Shell Singapore atempts to answer most of the questions but still, it is not conclusive. Economic, political and transportation, one can't deny that Singapore is a tiny island whereby if the gomen doesn't control the amount of vehicles on the road, it will be choked to the extent that its economy may be paralysed. Hence, taxes could no doubt be high in Singapore.
However, there is something similar to GasBuddy in Singapore. GasBuddy is America's gasoline price watch as is PW. Last updated on 16/10/08, RON92 is at $1.813 per litre.
I simply have no answer how gasoline prices are arrived at but our Finance Ministry not being transparent about it doesn't help either.
They say we must compare apple to apple but doing that, comparing oil exporting nation to another oil exporting nation, our gasoline price is the highest.

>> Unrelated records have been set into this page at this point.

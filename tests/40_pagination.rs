mod common;

use std::collections::HashSet;

use anyhow::Result;
use axum::http::StatusCode;
use serde_json::{json, Value};

use common::TestApp;
use recursos_api::entities::PRODUCTOS;

async fn seed_productos(app: &TestApp, count: usize) -> Result<()> {
    for i in 0..count {
        app.seed(&PRODUCTOS, json!({"nombre": format!("Producto {:02}", i)})).await?;
    }
    Ok(())
}

fn ids(page: &Value) -> HashSet<String> {
    page.as_array()
        .into_iter()
        .flatten()
        .filter_map(|d| d["_id"].as_str().map(str::to_string))
        .collect()
}

#[tokio::test]
async fn second_page_of_ten() -> Result<()> {
    let app = TestApp::new().await?;
    let token = app.user_token().await?;
    seed_productos(&app, 25).await?;

    let res = app.get("/api/v1/productos?page=2&limit=10", &token).await?;
    assert_eq!(res.status, StatusCode::OK);
    assert_eq!(res.data().as_array().map(Vec::len), Some(10));

    let meta = &res.body["meta"];
    assert_eq!(meta["page"], 2);
    assert_eq!(meta["limit"], 10);
    assert_eq!(meta["totalResults"], 10);
    assert_eq!(meta["total"], 25);
    assert_eq!(meta["sort"], "createdAt");
    assert_eq!(meta["next"], "/api/v1/productos?page=3&limit=10");
    assert_eq!(meta["prev"], "/api/v1/productos?page=1&limit=10");
    Ok(())
}

#[tokio::test]
async fn defaults_apply_without_parameters() -> Result<()> {
    let app = TestApp::new().await?;
    let token = app.user_token().await?;
    seed_productos(&app, 25).await?;

    let res = app.get("/api/v1/productos", &token).await?;
    assert_eq!(res.data().as_array().map(Vec::len), Some(20));
    assert_eq!(res.body["meta"]["page"], 1);
    assert_eq!(res.body["meta"]["limit"], 20);
    assert!(res.body["meta"]["prev"].is_null());
    Ok(())
}

#[tokio::test]
async fn pages_do_not_overlap() -> Result<()> {
    let app = TestApp::new().await?;
    let token = app.user_token().await?;
    seed_productos(&app, 25).await?;

    let first = app.get("/api/v1/productos?page=1&limit=10", &token).await?;
    let second = app.get("/api/v1/productos?page=2&limit=10", &token).await?;
    let third = app.get("/api/v1/productos?page=3&limit=10", &token).await?;

    let (a, b, c) = (ids(first.data()), ids(second.data()), ids(third.data()));
    assert_eq!(c.len(), 5);
    assert!(a.is_disjoint(&b));
    assert!(b.is_disjoint(&c));
    assert_eq!(a.len() + b.len() + c.len(), 25);
    Ok(())
}

#[tokio::test]
async fn past_the_end_is_empty() -> Result<()> {
    let app = TestApp::new().await?;
    let token = app.user_token().await?;
    seed_productos(&app, 3).await?;

    let res = app.get("/api/v1/productos?page=9&limit=10", &token).await?;
    assert_eq!(res.status, StatusCode::OK);
    assert_eq!(res.data(), &json!([]));
    assert_eq!(res.body["meta"]["totalResults"], 0);
    assert_eq!(res.body["meta"]["total"], 3);
    Ok(())
}

#[tokio::test]
async fn invalid_values_fall_back_to_defaults() -> Result<()> {
    let app = TestApp::new().await?;
    let token = app.user_token().await?;
    seed_productos(&app, 2).await?;

    for query in ["page=abc&limit=-3", "page=0&limit=0", "page=&limit=1.5"] {
        let res = app.get(&format!("/api/v1/productos?{}", query), &token).await?;
        assert_eq!(res.status, StatusCode::OK, "{}", query);
        assert_eq!(res.body["meta"]["page"], 1, "{}", query);
        assert_eq!(res.body["meta"]["limit"], 20, "{}", query);
    }
    Ok(())
}

#[tokio::test]
async fn oversized_page_numbers_are_answered() -> Result<()> {
    let app = TestApp::new().await?;
    let token = app.user_token().await?;
    seed_productos(&app, 3).await?;

    let res = app.get("/api/v1/productos?page=18446744073709551615", &token).await?;
    assert_eq!(res.status, StatusCode::OK);
    assert_eq!(res.body["meta"]["page"], 1);
    assert_eq!(res.body["meta"]["totalResults"], 3);

    let res = app
        .get("/api/v1/productos?page=9223372036854775807&limit=9223372036854775807", &token)
        .await?;
    assert_eq!(res.status, StatusCode::OK);
    assert_eq!(res.data(), &json!([]));
    assert_eq!(res.body["meta"]["page"], 9223372036854775807_u64);
    assert_eq!(
        res.body["meta"]["next"],
        "/api/v1/productos?page=9223372036854775808&limit=9223372036854775807"
    );
    Ok(())
}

Comparing apple to orange, an oil exporting nation whereby gasoline is tax-free and subsidized against a free market oil-importing nation, I'm thrown off my chair when our gasoline prices are higher!
So please correct me if I'm wrong to say that Regular RON92 that's sold at RM1.97 litre at Flying J gas station located in Oklahoma City is TAXED and NON-SUBSIDIZED.
Strange, huh? I simply can't comprehend how Flying J gas station is able to sell Regular RON92 at a cheaper price compared any gas station in Malaysia.
I hope you would understand now why I picked and will continue to pick the lowest price of Regular RON92 available on American soil to do comparison.
Beating around the bush, again I repeat that if comparing apple for apple, comparing prices of oil exporting nations, we are shamed. Roundabout in circle, comparing apple for orange, as I had done, someone up there knows no shame!